[Stored items]

━━━━

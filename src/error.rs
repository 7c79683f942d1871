//! Application error type shared by the registry, the HTTP API and the CLI.
//!
//! Every variant carries a human-readable message plus structured `details`
//! so the same error can be rendered as a JSON body, embedded in a batch
//! result item, or printed on a terminal.

use axum::{
    Json,
    http::StatusCode,
    response::{IntoResponse, Response},
};
use serde::Serialize;
use serde_json::{Value, json};

#[derive(Serialize)]
struct ErrorBody {
    error: ErrorInfo,
}

/// Serializable error payload used in responses and per-item batch results.
#[derive(Debug, Clone, Serialize)]
pub struct ErrorInfo {
    pub code: &'static str,
    pub message: String,
    pub details: Value,
}

#[derive(Debug, thiserror::Error)]
pub enum AppError {
    /// Malformed input: missing or invalid URL, bad validity, bad shortcode.
    #[error("{message}")]
    Validation { message: String, details: Value },

    /// No link is registered under the requested short identifier.
    #[error("{message}")]
    NotFound { message: String, details: Value },

    /// A preferred shortcode is already registered.
    #[error("{message}")]
    Conflict { message: String, details: Value },

    /// The link exists but is past its expiry and expiry is enforced.
    #[error("{message}")]
    Gone { message: String, details: Value },

    /// Identifier generation gave up after its bounded number of attempts.
    #[error("{message}")]
    Exhausted { message: String, details: Value },

    #[error("{message}")]
    Internal { message: String, details: Value },
}

impl AppError {
    pub fn bad_request(message: impl Into<String>, details: Value) -> Self {
        Self::Validation {
            message: message.into(),
            details,
        }
    }
    pub fn not_found(message: impl Into<String>, details: Value) -> Self {
        Self::NotFound {
            message: message.into(),
            details,
        }
    }
    pub fn conflict(message: impl Into<String>, details: Value) -> Self {
        Self::Conflict {
            message: message.into(),
            details,
        }
    }
    pub fn gone(message: impl Into<String>, details: Value) -> Self {
        Self::Gone {
            message: message.into(),
            details,
        }
    }
    pub fn exhausted(message: impl Into<String>, details: Value) -> Self {
        Self::Exhausted {
            message: message.into(),
            details,
        }
    }
    pub fn internal(message: impl Into<String>, details: Value) -> Self {
        Self::Internal {
            message: message.into(),
            details,
        }
    }

    /// Stable machine-readable error code.
    pub fn code(&self) -> &'static str {
        match self {
            AppError::Validation { .. } => "validation_error",
            AppError::NotFound { .. } => "not_found",
            AppError::Conflict { .. } => "duplicate_shortcode",
            AppError::Gone { .. } => "link_expired",
            AppError::Exhausted { .. } => "identifier_space_exhausted",
            AppError::Internal { .. } => "internal_error",
        }
    }

    pub fn status(&self) -> StatusCode {
        match self {
            AppError::Validation { .. } => StatusCode::BAD_REQUEST,
            AppError::NotFound { .. } => StatusCode::NOT_FOUND,
            AppError::Conflict { .. } => StatusCode::CONFLICT,
            AppError::Gone { .. } => StatusCode::GONE,
            AppError::Exhausted { .. } => StatusCode::SERVICE_UNAVAILABLE,
            AppError::Internal { .. } => StatusCode::INTERNAL_SERVER_ERROR,
        }
    }

    pub fn details(&self) -> &Value {
        match self {
            AppError::Validation { details, .. }
            | AppError::NotFound { details, .. }
            | AppError::Conflict { details, .. }
            | AppError::Gone { details, .. }
            | AppError::Exhausted { details, .. }
            | AppError::Internal { details, .. } => details,
        }
    }

    /// Builds the serializable payload without consuming the error.
    pub fn to_error_info(&self) -> ErrorInfo {
        ErrorInfo {
            code: self.code(),
            message: self.to_string(),
            details: self.details().clone(),
        }
    }
}

impl IntoResponse for AppError {
    fn into_response(self) -> Response {
        let status = self.status();
        if status.is_server_error() {
            tracing::error!(code = self.code(), error = %self, "Request failed");
        }

        let body = ErrorBody {
            error: self.to_error_info(),
        };

        (status, Json(body)).into_response()
    }
}

impl From<validator::ValidationErrors> for AppError {
    fn from(errors: validator::ValidationErrors) -> Self {
        let fields: serde_json::Map<String, Value> = errors
            .field_errors()
            .into_iter()
            .map(|(field, errs)| {
                let messages: Vec<String> = errs
                    .iter()
                    .map(|e| {
                        e.message
                            .as_ref()
                            .map(|m| m.to_string())
                            .unwrap_or_else(|| e.code.to_string())
                    })
                    .collect();
                (field.to_string(), json!(messages))
            })
            .collect();

        AppError::bad_request("Request validation failed", json!({ "fields": fields }))
    }
}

━━━━

* [AIM OF THE TASK]:
Scan the lines above for the word "fields", then copy each line that has it.

* [TASK RESPONSE]:
        let fields: serde_json::Map<String, Value> = errors
        AppError::bad_request("Request validation failed", json!({ "fields": fields }))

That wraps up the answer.